** AIM OF THE EXERCISE **
Quote exactly, and only, the lines of the material below from the line with "filename crates/sorting/vizij-sort-core/src/scheduler.rs" through the line with "self.pauses += 1;".

═══ PROVIDED DATA

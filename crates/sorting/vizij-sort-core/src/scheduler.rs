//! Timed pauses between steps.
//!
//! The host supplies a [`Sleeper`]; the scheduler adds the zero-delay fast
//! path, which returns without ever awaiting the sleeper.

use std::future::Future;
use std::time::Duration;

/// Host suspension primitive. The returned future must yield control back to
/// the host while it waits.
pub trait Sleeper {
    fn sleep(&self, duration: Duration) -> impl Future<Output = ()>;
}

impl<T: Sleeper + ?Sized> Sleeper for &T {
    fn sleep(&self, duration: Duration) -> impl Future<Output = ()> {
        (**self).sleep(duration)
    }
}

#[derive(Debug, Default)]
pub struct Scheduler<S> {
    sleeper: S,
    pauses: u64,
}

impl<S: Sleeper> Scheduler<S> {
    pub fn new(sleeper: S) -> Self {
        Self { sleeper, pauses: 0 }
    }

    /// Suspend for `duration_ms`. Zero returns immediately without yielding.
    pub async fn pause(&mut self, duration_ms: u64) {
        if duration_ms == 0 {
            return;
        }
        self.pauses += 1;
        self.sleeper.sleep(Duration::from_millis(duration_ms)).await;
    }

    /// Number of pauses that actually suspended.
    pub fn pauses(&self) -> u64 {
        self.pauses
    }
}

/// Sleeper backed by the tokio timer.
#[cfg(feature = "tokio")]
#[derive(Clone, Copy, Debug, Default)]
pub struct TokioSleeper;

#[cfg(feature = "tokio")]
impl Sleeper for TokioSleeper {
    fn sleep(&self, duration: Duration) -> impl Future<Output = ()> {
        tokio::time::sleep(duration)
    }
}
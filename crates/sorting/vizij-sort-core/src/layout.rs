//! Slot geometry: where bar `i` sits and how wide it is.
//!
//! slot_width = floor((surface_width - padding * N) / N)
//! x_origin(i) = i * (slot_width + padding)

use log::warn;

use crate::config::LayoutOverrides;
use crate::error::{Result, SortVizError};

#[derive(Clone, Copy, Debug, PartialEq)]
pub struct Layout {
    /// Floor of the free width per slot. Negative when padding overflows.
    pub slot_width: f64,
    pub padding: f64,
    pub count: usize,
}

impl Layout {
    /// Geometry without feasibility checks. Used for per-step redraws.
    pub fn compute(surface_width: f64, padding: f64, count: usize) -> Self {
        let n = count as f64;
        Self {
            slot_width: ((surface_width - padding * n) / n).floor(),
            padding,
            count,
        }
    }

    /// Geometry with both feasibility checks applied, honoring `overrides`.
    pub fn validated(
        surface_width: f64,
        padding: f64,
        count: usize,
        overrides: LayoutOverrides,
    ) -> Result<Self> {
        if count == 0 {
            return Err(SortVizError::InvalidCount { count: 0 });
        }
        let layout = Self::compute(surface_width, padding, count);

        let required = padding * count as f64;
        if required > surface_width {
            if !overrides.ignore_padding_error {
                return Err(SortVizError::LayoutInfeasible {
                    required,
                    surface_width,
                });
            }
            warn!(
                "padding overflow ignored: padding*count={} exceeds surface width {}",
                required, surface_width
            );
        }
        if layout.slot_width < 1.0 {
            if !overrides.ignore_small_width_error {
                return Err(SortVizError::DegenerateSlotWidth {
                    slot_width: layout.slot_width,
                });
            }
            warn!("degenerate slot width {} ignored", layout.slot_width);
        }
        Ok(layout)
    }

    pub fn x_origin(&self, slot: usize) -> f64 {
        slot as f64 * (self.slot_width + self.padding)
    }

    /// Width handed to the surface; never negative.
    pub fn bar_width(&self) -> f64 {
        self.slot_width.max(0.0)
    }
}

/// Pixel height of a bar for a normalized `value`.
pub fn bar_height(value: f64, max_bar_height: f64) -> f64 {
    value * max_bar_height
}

══════
═══ PROVIDED DATA

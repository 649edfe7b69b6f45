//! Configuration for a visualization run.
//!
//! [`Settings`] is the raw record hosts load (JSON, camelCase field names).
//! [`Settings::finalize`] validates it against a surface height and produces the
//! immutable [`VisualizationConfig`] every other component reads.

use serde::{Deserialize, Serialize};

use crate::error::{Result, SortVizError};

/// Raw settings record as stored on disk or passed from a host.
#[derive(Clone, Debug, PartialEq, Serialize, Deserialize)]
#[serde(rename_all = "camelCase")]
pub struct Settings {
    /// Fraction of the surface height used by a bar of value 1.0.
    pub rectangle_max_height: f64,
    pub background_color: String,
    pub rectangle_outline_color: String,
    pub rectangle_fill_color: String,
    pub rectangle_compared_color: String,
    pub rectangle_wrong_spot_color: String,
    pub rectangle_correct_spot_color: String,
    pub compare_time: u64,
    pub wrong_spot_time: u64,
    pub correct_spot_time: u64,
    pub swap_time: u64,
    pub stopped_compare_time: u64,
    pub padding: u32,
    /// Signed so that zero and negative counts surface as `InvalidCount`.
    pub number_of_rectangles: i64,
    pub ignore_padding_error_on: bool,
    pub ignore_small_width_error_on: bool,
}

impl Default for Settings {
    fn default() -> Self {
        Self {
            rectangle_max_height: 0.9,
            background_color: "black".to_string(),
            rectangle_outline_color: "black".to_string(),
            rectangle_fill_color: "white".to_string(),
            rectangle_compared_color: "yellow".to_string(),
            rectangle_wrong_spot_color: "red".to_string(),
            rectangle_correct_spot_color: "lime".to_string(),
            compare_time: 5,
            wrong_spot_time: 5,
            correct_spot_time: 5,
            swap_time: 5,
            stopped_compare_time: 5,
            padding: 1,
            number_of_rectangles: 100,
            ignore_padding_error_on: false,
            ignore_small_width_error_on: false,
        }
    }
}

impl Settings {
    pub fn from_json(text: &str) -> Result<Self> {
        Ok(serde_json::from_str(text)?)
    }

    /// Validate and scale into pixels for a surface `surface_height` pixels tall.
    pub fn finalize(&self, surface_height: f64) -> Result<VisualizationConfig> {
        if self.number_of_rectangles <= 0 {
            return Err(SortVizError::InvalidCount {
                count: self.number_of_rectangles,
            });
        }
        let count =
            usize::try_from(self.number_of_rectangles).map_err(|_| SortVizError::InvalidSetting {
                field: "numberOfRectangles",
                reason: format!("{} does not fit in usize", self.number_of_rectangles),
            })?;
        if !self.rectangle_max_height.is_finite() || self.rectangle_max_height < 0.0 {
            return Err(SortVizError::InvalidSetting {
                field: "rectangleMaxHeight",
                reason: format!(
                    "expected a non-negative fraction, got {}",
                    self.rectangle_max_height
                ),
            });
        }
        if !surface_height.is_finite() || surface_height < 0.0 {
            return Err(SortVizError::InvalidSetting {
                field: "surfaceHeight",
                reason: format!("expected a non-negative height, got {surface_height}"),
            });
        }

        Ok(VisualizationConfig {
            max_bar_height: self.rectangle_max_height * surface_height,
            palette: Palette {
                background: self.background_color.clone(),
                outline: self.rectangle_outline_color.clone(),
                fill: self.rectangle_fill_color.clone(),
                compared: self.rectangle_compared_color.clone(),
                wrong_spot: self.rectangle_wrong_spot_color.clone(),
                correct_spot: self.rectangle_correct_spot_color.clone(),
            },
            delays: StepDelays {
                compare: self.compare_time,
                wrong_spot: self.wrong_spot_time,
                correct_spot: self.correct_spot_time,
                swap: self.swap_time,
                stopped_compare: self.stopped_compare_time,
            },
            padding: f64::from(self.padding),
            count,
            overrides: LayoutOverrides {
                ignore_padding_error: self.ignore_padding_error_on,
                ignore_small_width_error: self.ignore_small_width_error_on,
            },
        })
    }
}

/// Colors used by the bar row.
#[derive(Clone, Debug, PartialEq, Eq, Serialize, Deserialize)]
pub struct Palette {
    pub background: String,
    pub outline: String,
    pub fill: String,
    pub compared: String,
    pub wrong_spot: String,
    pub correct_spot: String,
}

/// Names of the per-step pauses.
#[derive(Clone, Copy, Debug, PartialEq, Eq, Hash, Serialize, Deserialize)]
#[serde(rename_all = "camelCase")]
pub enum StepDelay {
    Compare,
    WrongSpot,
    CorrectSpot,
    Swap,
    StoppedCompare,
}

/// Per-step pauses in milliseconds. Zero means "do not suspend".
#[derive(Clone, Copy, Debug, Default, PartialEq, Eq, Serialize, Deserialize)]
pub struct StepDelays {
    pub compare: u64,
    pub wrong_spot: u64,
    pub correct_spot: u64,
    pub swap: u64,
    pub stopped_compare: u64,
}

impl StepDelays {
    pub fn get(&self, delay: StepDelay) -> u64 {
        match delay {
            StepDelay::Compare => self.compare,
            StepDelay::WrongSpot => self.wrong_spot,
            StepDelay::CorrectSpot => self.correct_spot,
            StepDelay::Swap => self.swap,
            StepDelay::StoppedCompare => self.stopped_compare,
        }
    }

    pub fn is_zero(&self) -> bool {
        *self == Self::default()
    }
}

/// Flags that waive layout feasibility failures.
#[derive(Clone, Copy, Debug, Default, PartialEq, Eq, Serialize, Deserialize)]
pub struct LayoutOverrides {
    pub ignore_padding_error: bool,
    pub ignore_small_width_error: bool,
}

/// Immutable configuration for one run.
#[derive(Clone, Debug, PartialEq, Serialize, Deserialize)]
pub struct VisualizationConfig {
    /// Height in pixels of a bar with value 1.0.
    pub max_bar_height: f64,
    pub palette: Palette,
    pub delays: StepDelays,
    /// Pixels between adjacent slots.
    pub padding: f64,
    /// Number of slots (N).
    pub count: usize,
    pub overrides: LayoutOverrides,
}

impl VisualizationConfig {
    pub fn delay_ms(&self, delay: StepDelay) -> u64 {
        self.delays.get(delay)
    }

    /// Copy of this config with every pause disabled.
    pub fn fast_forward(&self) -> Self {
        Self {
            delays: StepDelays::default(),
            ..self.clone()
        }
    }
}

══════

** SOLVED EXERCISE **
filename crates/sorting/vizij-sort-core/src/scheduler.rs
//! Timed pauses between steps.
//!
//! The host supplies a [`Sleeper`]; the scheduler adds the zero-delay fast
//! path, which returns without ever awaiting the sleeper.

use std::future::Future;
use std::time::Duration;

/// Host suspension primitive. The returned future must yield control back to
/// the host while it waits.
pub trait Sleeper {
    fn sleep(&self, duration: Duration) -> impl Future<Output = ()>;
}

impl<T: Sleeper + ?Sized> Sleeper for &T {
    fn sleep(&self, duration: Duration) -> impl Future<Output = ()> {
        (**self).sleep(duration)
    }
}

#[derive(Debug, Default)]
pub struct Scheduler<S> {
    sleeper: S,
    pauses: u64,
}

impl<S: Sleeper> Scheduler<S> {
    pub fn new(sleeper: S) -> Self {
        Self { sleeper, pauses: 0 }
    }

    /// Suspend for `duration_ms`. Zero returns immediately without yielding.
    pub async fn pause(&mut self, duration_ms: u64) {
        if duration_ms == 0 {
            return;
        }
        self.pauses += 1;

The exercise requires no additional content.